NVIDIA GPU servers
Three BRCF research pods have NVIDIA GPU servers; however their use is restricted to the groups who own those pods.
- 1 Servers
- 1.1 Hopefog pod
- 1.2 Wilke pod
- 1.3 Marcotte/Gilpin pod
- 2 GPU-enabled software
- 2.1 AlphaFold2
- 2.2 TensorFlow and PyTorch
- 2.3 GROMACS
- 3 Resources
- 3.1 CUDA
- 3.2 Command-line diagnostics
- 3.3 Sharing resources
Servers
Hopefog pod
hfogcomp04.ccbb.utexas.edu compute server on the Hopefog pod (Ellington/Marcotte):
Dell PowerEdge R750XA
dual 24-core/48-thread CPUs (48 cores, 96 hyperthreads total)
512 GB system RAM
2 NVIDIA Ampere A100 GPUs w/80GB onboard RAM each
1.8 TB NVMe drive mounted as /NVMe1 for fast local I/O – not backed up
hfogcomp05.ccbb.utexas.edu
GIGABYTE MC62-G40-00
32-core/64-thread AMD Ryzen CPU
512 GB system RAM
4 NVIDIA RTX 6000 Ada GPUs, 48G RAM each
1 TB NVMe drive mounted as /NVMe1 for fast local I/O – not backed up
Wilke pod
wilkcomp03.ccbb.utexas.edu compute server
GIGABYTE MC62-G40-00 workstation
AMD Ryzen 5975WX CPU (32 cores, 64 hyperthreads total)
512 GB system RAM
4 NVIDIA RTX 6000 Ada GPUs
14 TB NVMe drive mounted as /ssd1 for fast local I/O – not backed up
Marcotte/Gilpin pod
gilpcomp01.ccbb.utexas.edu compute server
ThinkMate GPU server
dual AMD EPYC 9654 96-core CPUs
768 GB system RAM
4 NVIDIA GH100 GPUs, 96G RAM each
4 NVMe drives for fast local I/O – not backed up
/ssd1, /ssd2 – 13 TB, OS is on separate mirrored partitions
/ssd3, /ssd4 - 14 TB
GPU-enabled software
AlphaFold2
The AlphaFold2 protein structure solving software is available on all NVIDIA GPU servers.

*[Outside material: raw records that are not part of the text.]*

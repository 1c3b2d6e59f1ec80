use criterion::{criterion_group, criterion_main, Criterion};
use rockdiff_algorithms::{
    alpha_shape::{alpha_shape_from_triangulation, AlphaMode},
    dbscan::{dbscan, DbscanParams},
    delaunay::triangulate,
};
use rockdiff_core::nalgebra::{Point2, Vector3};
use rand::{distributions::Uniform, thread_rng, Rng};

const NUM_POINTS_SMALL: usize = 1000;
const NUM_POINTS_MEDIUM: usize = 10000;
const NUM_POINTS_BIG: usize = 50000;

fn random_positions(num_points: usize) -> Vec<Vector3<f64>> {
    let mut rng = thread_rng();
    let coordinate = Uniform::new(-20.0, 20.0);
    (0..num_points)
        .map(|_| {
            Vector3::new(
                rng.sample(coordinate),
                rng.sample(Uniform::new(-0.5, 0.5)),
                rng.sample(coordinate),
            )
        })
        .collect()
}

fn project_xz(positions: &[Vector3<f64>]) -> Vec<Point2<f64>> {
    positions.iter().map(|p| Point2::new(p.x, p.z)).collect()
}

fn bench(c: &mut Criterion) {
    let sizes = [
        ("small", NUM_POINTS_SMALL),
        ("medium", NUM_POINTS_MEDIUM),
        ("big", NUM_POINTS_BIG),
    ];
    let params = DbscanParams {
        eps: 1.0,
        min_points: 5,
    };
    for (testname, num_points) in sizes.iter() {
        let positions = random_positions(*num_points);
        let planar = project_xz(&positions);

        c.bench_function(&format!("dbscan_performance_{}", testname), |b| {
            b.iter(|| dbscan(&positions, &params))
        });
        c.bench_function(&format!("delaunay_performance_{}", testname), |b| {
            b.iter(|| triangulate(&planar))
        });
        if let Ok(triangulation) = triangulate(&planar) {
            c.bench_function(&format!("alpha_shape_performance_{}", testname), |b| {
                b.iter(|| alpha_shape_from_triangulation(&triangulation, &AlphaMode::default()))
            });
        }
    }
}

criterion_group! {
    name = clustering;
    config = Criterion::default().sample_size(20);
    targets = bench
}
criterion_main!(clustering);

The /stor/scratch/AlphaFold directory has the large required database under the data.3 sub-directory. There is also an NVIDIA example script alphafold_example_nvidia.sh script.
TensorFlow and PyTorch
Two Python example scripts are located in /stor/scratch/GPU_info that can be used to ensure you have access to the server's GPUs from TensorFlow or PyTorch. Run them from the command line like this:
Tensor Flow
python3 /stor/scratch/GPU_info/tensorflow_example.py
PyTorch
python3 /stor/scratch/GPU_info/pytorch_example.py
If GPUs are available and accessible, the output generated will indicate they are being used.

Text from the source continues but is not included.